Рудольф Нуреев (1938-1993) был осужден в СССР в 1962 году, через год после того, как остался на Западе во время парижских гастролей Кировского театра. Судебная коллегия по уголовным делам г. Ленинграда приговорила его заочно к семи годам лишения свободы и конфискации имущества по статье 64 УК РСФСР (”измена Родине”), уголовное дело #50888.

Дело Нуреева было пересмотрено по инициативе его сестры, отправившей этим летом заявление в Комиссию по реабилитации при президенте. Через 11 дней после получения официальной бумаги Генпрокуратура России объявила о его реабилитации.

В последние годы жизни Нуреев неоднократно бывал в СССР: в 1987 году он приезжал проститься со смертельно больной матерью, в 89-ом, сам смертельно больной, танцевал “Сильфиду” в Кировском, а в 92-м, за несколько месяцев до смерти, дирижировал в Казани балетом “Ромео и Джульетта”. Ходят слухи, будто ему покровительствовала Раиса Горбачева, что и позволило Нурееву пренебречь угрозой семилетней отсидки.

Нуреев умер самым богатым танцовщиком мира: к моменту смерти в парижской больнице его состояние оценивалось в $50-80 млн плюс стоимость трех квартир и трех собственных островов.

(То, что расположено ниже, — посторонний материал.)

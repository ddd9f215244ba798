//! Observable, re-fetchable weather resource.
//!
//! A [`WeatherResource`] is backed by one background task. The task waits for
//! the [`LocationSignal`] to hold a value, fetches, publishes the outcome as a
//! [`ResourceState`], then sleeps until the location changes or
//! [`WeatherResource::refetch`] is called. [`WeatherResources`] hands out one
//! shared resource per distinct `(latitude, longitude)` argument pair.

use std::sync::{
    Arc,
    atomic::{AtomicBool, AtomicU64, Ordering},
};

use thiserror::Error;
use tokio::{
    sync::{Notify, watch},
    task::JoinHandle,
};
use tracing::{debug, warn};

use crate::{
    location::{Location, LocationSignal},
    memo::Memo,
    model::{WeatherRequest, WeatherSnapshot},
    provider::WeatherProvider,
};

#[derive(Debug, Clone, Error)]
pub enum ResourceError {
    #[error("weather fetch failed: {0:#}")]
    Fetch(Arc<anyhow::Error>),

    #[error("weather resource has been disposed")]
    Disposed,
}

#[derive(Debug, Clone)]
pub enum ResourceState {
    /// No location yet, nothing fetched.
    Unresolved,
    /// A fetch is in flight. `latest` is the previous snapshot, if any.
    Loading { latest: Option<WeatherSnapshot> },
    Ready(WeatherSnapshot),
    Errored(ResourceError),
}

impl ResourceState {
    /// The value a reader should show: the settled snapshot, or the previous
    /// one while reloading.
    pub fn data(&self) -> Option<WeatherSnapshot> {
        match self {
            ResourceState::Ready(snapshot) => Some(*snapshot),
            ResourceState::Loading { latest } => *latest,
            ResourceState::Unresolved | ResourceState::Errored(_) => None,
        }
    }

    pub fn error(&self) -> Option<&ResourceError> {
        match self {
            ResourceState::Errored(err) => Some(err),
            _ => None,
        }
    }

    pub fn is_loading(&self) -> bool {
        matches!(self, ResourceState::Loading { .. })
    }

    pub fn is_settled(&self) -> bool {
        matches!(self, ResourceState::Ready(_) | ResourceState::Errored(_))
    }
}

/// Caller-supplied coordinates that take precedence over the location signal, per axis.
#[derive(Debug, Clone, Copy, Default, PartialEq)]
pub struct CoordinateOverride {
    pub latitude: Option<f64>,
    pub longitude: Option<f64>,
}

impl CoordinateOverride {
    pub fn resolve(&self, location: Location) -> WeatherRequest {
        WeatherRequest {
            latitude: self.latitude.unwrap_or(location.latitude),
            longitude: self.longitude.unwrap_or(location.longitude),
        }
    }
}

/// Cache key for [`WeatherResources`]. Coordinates compare bitwise after
/// folding `-0.0` into `0.0`.
#[derive(Debug, Clone, Copy, PartialEq, Eq, Hash)]
pub struct ResourceKey {
    latitude: Option<u64>,
    longitude: Option<u64>,
}

impl From<CoordinateOverride> for ResourceKey {
    fn from(args: CoordinateOverride) -> Self {
        fn canonical(value: f64) -> u64 {
            if value == 0.0 { 0.0_f64.to_bits() } else { value.to_bits() }
        }

        Self {
            latitude: args.latitude.map(canonical),
            longitude: args.longitude.map(canonical),
        }
    }
}

#[derive(Debug, Clone, Copy)]
enum Trigger {
    Location,
    Refetch,
}

/// State shared between the task and every handle.
#[derive(Debug)]
struct Shared {
    state: watch::Sender<ResourceState>,
    /// Bumped by every `refetch()`; a result fetched under an older value is dropped.
    generation: AtomicU64,
    disposed: AtomicBool,
    refetch: Notify,
}

impl Shared {
    /// Move to `Loading`, keeping the current value visible.
    ///
    /// No-op once disposed, while already loading, or while unresolved unless
    /// `from_unresolved` is set.
    fn begin_loading(&self, from_unresolved: bool) {
        self.state.send_if_modified(|state| {
            let skip = self.disposed.load(Ordering::Acquire)
                || state.is_loading()
                || (!from_unresolved && matches!(state, ResourceState::Unresolved));
            if skip {
                return false;
            }
            *state = ResourceState::Loading { latest: state.data() };
            true
        });
    }

    /// Publish a settled state. Disposal is final, so this is ignored afterwards.
    fn settle(&self, next: ResourceState) {
        self.state.send_if_modified(|state| {
            if self.disposed.load(Ordering::Acquire) {
                return false;
            }
            *state = next;
            true
        });
    }
}

/// Background half of a resource.
struct Fetcher {
    provider: Arc<dyn WeatherProvider>,
    overrides: CoordinateOverride,
    location: watch::Receiver<Option<Location>>,
    location_open: bool,
    shared: Arc<Shared>,
}

impl Fetcher {
    async fn run(mut self) {
        loop {
            let location = *self.location.borrow_and_update();

            let superseded = match location {
                Some(location) => self.fetch(location).await,
                None => false,
            };

            if !superseded {
                self.next_trigger().await;
            }
        }
    }

    /// Fetch once. Returns `true` when a newer trigger cut the request short.
    async fn fetch(&mut self, location: Location) -> bool {
        let request = self.overrides.resolve(location);
        let generation = self.shared.generation.load(Ordering::Acquire);
        self.shared.begin_loading(true);

        let provider = Arc::clone(&self.provider);
        let outcome = tokio::select! {
            result = provider.get_weather(&request) => result,
            trigger = self.next_trigger() => {
                debug!(?trigger, ?request, "Superseding in-flight weather request");
                return true;
            }
        };

        // A refetch landed after the result arrived; its notification is
        // still pending and starts the next fetch.
        if self.shared.generation.load(Ordering::Acquire) != generation {
            debug!(?request, "Dropping weather result overtaken by a refetch");
            return false;
        }

        match outcome {
            Ok(snapshot) => {
                debug!(?snapshot, "Received weather data");
                self.shared.settle(ResourceState::Ready(snapshot));
            }
            Err(err) => {
                warn!(error = %format!("{err:#}"), ?request, "Weather fetch failed");
                let err = ResourceError::Fetch(Arc::new(err));
                self.shared.settle(ResourceState::Errored(err));
            }
        }

        false
    }

    async fn next_trigger(&mut self) -> Trigger {
        loop {
            tokio::select! {
                changed = self.location.changed(), if self.location_open => match changed {
                    Ok(()) => return Trigger::Location,
                    // Source gone; keep the last value and only answer refetches.
                    Err(_) => self.location_open = false,
                },
                () = self.shared.refetch.notified() => return Trigger::Refetch,
            }
        }
    }
}

#[derive(Debug)]
struct Inner {
    shared: Arc<Shared>,
    overrides: CoordinateOverride,
    task: JoinHandle<()>,
}

impl Drop for Inner {
    fn drop(&mut self) {
        self.task.abort();
    }
}

/// Handle to a running weather resource. Clones share the same task; the task
/// stops when the last clone is dropped or on [`dispose`](Self::dispose).
#[derive(Debug, Clone)]
pub struct WeatherResource {
    inner: Arc<Inner>,
}

impl WeatherResource {
    /// Spawn a resource. Must be called from within a Tokio runtime.
    pub fn spawn(
        provider: Arc<dyn WeatherProvider>,
        location: &LocationSignal,
        overrides: CoordinateOverride,
    ) -> Self {
        let (state, _) = watch::channel(ResourceState::Unresolved);
        let shared = Arc::new(Shared {
            state,
            generation: AtomicU64::new(0),
            disposed: AtomicBool::new(false),
            refetch: Notify::new(),
        });

        let fetcher = Fetcher {
            provider,
            overrides,
            location: location.subscribe(),
            location_open: true,
            shared: Arc::clone(&shared),
        };
        let task = tokio::spawn(fetcher.run());

        Self { inner: Arc::new(Inner { shared, overrides, task }) }
    }

    /// Latest snapshot, if one is available.
    pub fn data(&self) -> Option<WeatherSnapshot> {
        self.inner.shared.state.borrow().data()
    }

    pub fn state(&self) -> ResourceState {
        self.inner.shared.state.borrow().clone()
    }

    pub fn error(&self) -> Option<ResourceError> {
        self.inner.shared.state.borrow().error().cloned()
    }

    pub fn overrides(&self) -> CoordinateOverride {
        self.inner.overrides
    }

    pub fn subscribe(&self) -> watch::Receiver<ResourceState> {
        self.inner.shared.state.subscribe()
    }

    /// Wait for the current fetch to settle and return the result.
    ///
    /// Returns immediately if the resource is already settled. Pends while the
    /// location is unresolved. After [`refetch`](Self::refetch) this waits for
    /// the new fetch, not the previous result.
    pub async fn settled(&self) -> Result<WeatherSnapshot, ResourceError> {
        let mut rx = self.subscribe();
        let state = rx
            .wait_for(ResourceState::is_settled)
            .await
            .map_err(|_| ResourceError::Disposed)?
            .clone();

        match state {
            ResourceState::Ready(snapshot) => Ok(snapshot),
            ResourceState::Errored(err) => Err(err),
            ResourceState::Unresolved | ResourceState::Loading { .. } => {
                Err(ResourceError::Disposed)
            }
        }
    }

    /// Re-run the fetch with the same inputs, superseding one that is in flight.
    ///
    /// Once a location is known the state turns `Loading` before this returns.
    pub fn refetch(&self) -> Result<(), ResourceError> {
        let shared = &self.inner.shared;
        if shared.disposed.load(Ordering::Acquire) {
            return Err(ResourceError::Disposed);
        }

        shared.generation.fetch_add(1, Ordering::AcqRel);
        shared.begin_loading(false);
        shared.refetch.notify_one();
        Ok(())
    }

    /// Stop the task for every clone of this handle. The state settles on
    /// [`ResourceError::Disposed`] and further refetches fail.
    pub fn dispose(&self) {
        let shared = &self.inner.shared;
        if shared.disposed.swap(true, Ordering::AcqRel) {
            return;
        }

        self.inner.task.abort();
        shared.state.send_replace(ResourceState::Errored(ResourceError::Disposed));
    }

    pub fn is_disposed(&self) -> bool {
        self.inner.shared.disposed.load(Ordering::Acquire)
    }

    pub fn ptr_eq(&self, other: &Self) -> bool {
        Arc::ptr_eq(&self.inner, &other.inner)
    }
}

/// Memoized factory for [`WeatherResource`]s sharing one provider and one location signal.
///
/// [`dispose`](Self::dispose) tears down every resource handed out so far;
/// dropping the registry releases its clones.
#[derive(Debug)]
pub struct WeatherResources {
    provider: Arc<dyn WeatherProvider>,
    location: LocationSignal,
    resources: Memo<ResourceKey, WeatherResource>,
}

impl WeatherResources {
    pub fn new(provider: Arc<dyn WeatherProvider>, location: LocationSignal) -> Self {
        Self { provider, location, resources: Memo::new() }
    }

    /// Return the shared resource for this argument pair, spawning it on first use.
    ///
    /// Must be called from within a Tokio runtime.
    pub fn weather(&self, latitude: Option<f64>, longitude: Option<f64>) -> WeatherResource {
        let overrides = CoordinateOverride { latitude, longitude };

        self.resources.get_or_insert_with(overrides.into(), || {
            debug!(?overrides, "Creating weather resource");
            WeatherResource::spawn(Arc::clone(&self.provider), &self.location, overrides)
        })
    }

    pub fn location(&self) -> &LocationSignal {
        &self.location
    }

    pub fn len(&self) -> usize {
        self.resources.len()
    }

    pub fn is_empty(&self) -> bool {
        self.resources.is_empty()
    }

    /// Dispose every cached resource, including clones callers still hold.
    pub fn dispose(&self) {
        let released = self.resources.clear();
        for resource in &released {
            resource.dispose();
        }
        debug!(released = released.len(), "Disposed weather resources");
    }
}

Стоит отметить, что в начале сентября в Нью-Йорке прошла презентация книги Дианы Солби “Рудольф Нуреев”, в которой утверждается, что на герое до сих пор висит судимость. Теперь финал монографии придется переделать.


“Я хочу работать повсюду”

Очевидцы побега советского танцовщика еще давали показания ленинградской следственной комиссии, а сам Нуреев уже надиктовывал журналистам свою “Автобиографию”. Благодаря издательству “Аграф” мы можем познакомиться с его восприятием тех событий.

Во время пребывания в Париже я чувствовал, что угроза нарастает. Я ощущал себя птицей в силках, которые стягивали все туже и туже… За “безответственный” образ жизни, как они это называли. Сколько раз в годы учебы в Ленинграде и выступлений в Кировском мне говорили: “Нуреев, твое присутствие портит здесь всю атмосферу, ты — темное пятно на чистом теле нашей труппы…”

И вот в тот момент, когда труппа начала выходить (на посадку в лондонский самолет.— Ъ), Сергеев (первый танцовщик и фактический глава труппы.— Ъ) подошел ко мне и сказал с улыбкой: “Рудик, ты сейчас с нами не поедешь. Мы только что получили телеграмму из Москвы о том, что ты должен танцевать завтра в Кремле”. Я понял, что это последний ход в трехлетней кампании против меня… никаких поездок за границу впредь и отказ навсегда от положения первого танцовщика, которое мне предстояло получить через пару лет. Я буду обречен на полную безвестность. И тут я почувствовал, что скорее убью себя…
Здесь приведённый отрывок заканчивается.